Lastly, I feel compelled to question the moral status of a possible restriction of exports which have not been approved by the producing country. One, and I think the most salient, of the claims against the export of products previously prohibited in the producing country is that other places may simply have a more permissive criterion for allowing in imports, thereupon giving way to loopholes that the producing country could use to infiltrate its unapproved medication. What is the fallacy here? The fallacy lies in the presumption of scientific hegemony on the part of the producing country, that their narrow standards for approval are somehow more accurate than the looser ones in the importing country. This could not necessarily be the case. Perhaps, in this particular instance, the FDA has over-narrowed its criteria if only to reduce all potential harm, whereas the accepting country, in light of their own research, has devised less strict, nevertheless more accurate and comprehensive, standards for admission. The truth is that we simply don’t know whose standards are more adequately adjusted. Hence, to limit the scope of our sales solely to the producing country is to prejudge and undermine the validity of control regulations brought forth by other countries which deem the product acceptable.

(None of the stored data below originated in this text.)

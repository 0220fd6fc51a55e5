//! Configuration file discovery and loading.

use crate::config::schema::RinstallConfig;
use crate::error::{InstallError, Result};
use std::fs;
use std::path::{Path, PathBuf};

/// File name looked up in the working root.
pub const CONFIG_FILE_NAME: &str = "rinstall.yml";

/// Find the config file for a working root, if one exists.
pub fn discover(root: &Path) -> Option<PathBuf> {
    let path = root.join(CONFIG_FILE_NAME);
    if path.is_file() {
        Some(path)
    } else {
        None
    }
}

/// Load a single config file and parse it into [`RinstallConfig`].
///
/// # Errors
///
/// Returns `ConfigNotFound` if the file doesn't exist.
/// Returns `ConfigParseError` if the YAML is invalid.
pub fn load_config_file(path: &Path) -> Result<RinstallConfig> {
    let content = fs::read_to_string(path).map_err(|e| {
        if e.kind() == std::io::ErrorKind::NotFound {
            InstallError::ConfigNotFound {
                path: path.to_path_buf(),
            }
        } else {
            InstallError::Io(e)
        }
    })?;

    parse_config(&content, path)
}

/// Parse YAML content into [`RinstallConfig`].
///
/// An empty document is accepted and yields the defaults.
pub fn parse_config(content: &str, source_path: &Path) -> Result<RinstallConfig> {
    if content.trim().is_empty() {
        return Ok(RinstallConfig::default());
    }

    serde_yaml::from_str(content).map_err(|e| InstallError::ConfigParseError {
        path: source_path.to_path_buf(),
        message: e.to_string(),
    })
}

/// Load the effective configuration.
///
/// An explicit path must exist. Without one, `rinstall.yml` in `root` is used
/// when present, otherwise the built-in defaults.
pub fn load_config(explicit: Option<&Path>, root: &Path) -> Result<RinstallConfig> {
    let config = match explicit {
        Some(path) => load_config_file(path)?,
        None => match discover(root) {
            Some(path) => load_config_file(&path)?,
            None => {
                tracing::debug!("No {} in {}, using defaults", CONFIG_FILE_NAME, root.display());
                RinstallConfig::default()
            }
        },
    };

    super::validate(&config)?;
    Ok(config)
}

Closing, it is perfectly clear that a number of moral tradeoffs are necessary in order to make headway in the scientific arena. It might be necessary to inflict some degree of harm for the purpose of producing more happiness to more people. Therefore, to the extent that the interests of a people or corporation are not being foisted upon the less privileged, i.e. as long as individual rights are not being stepped on, autonomous individuals, which we all are, should be free to give consent to whatever they will. The moral status of an action is indeed a function of the consequences it entails for those involved. Would the world be a better place if no control studies of the type aforementioned were permitted? I don’t think so. In fact the central question should be: Would the populations among which this scientific testing was conducted be better off without the researchers’ intervention? As demonstrated by the history of scientific research the answer would have to be absolutely not. Should the established state of affairs suddenly change and control studies brought about nothing but detriment to the tested population, only then would it follow that such studies are immoral.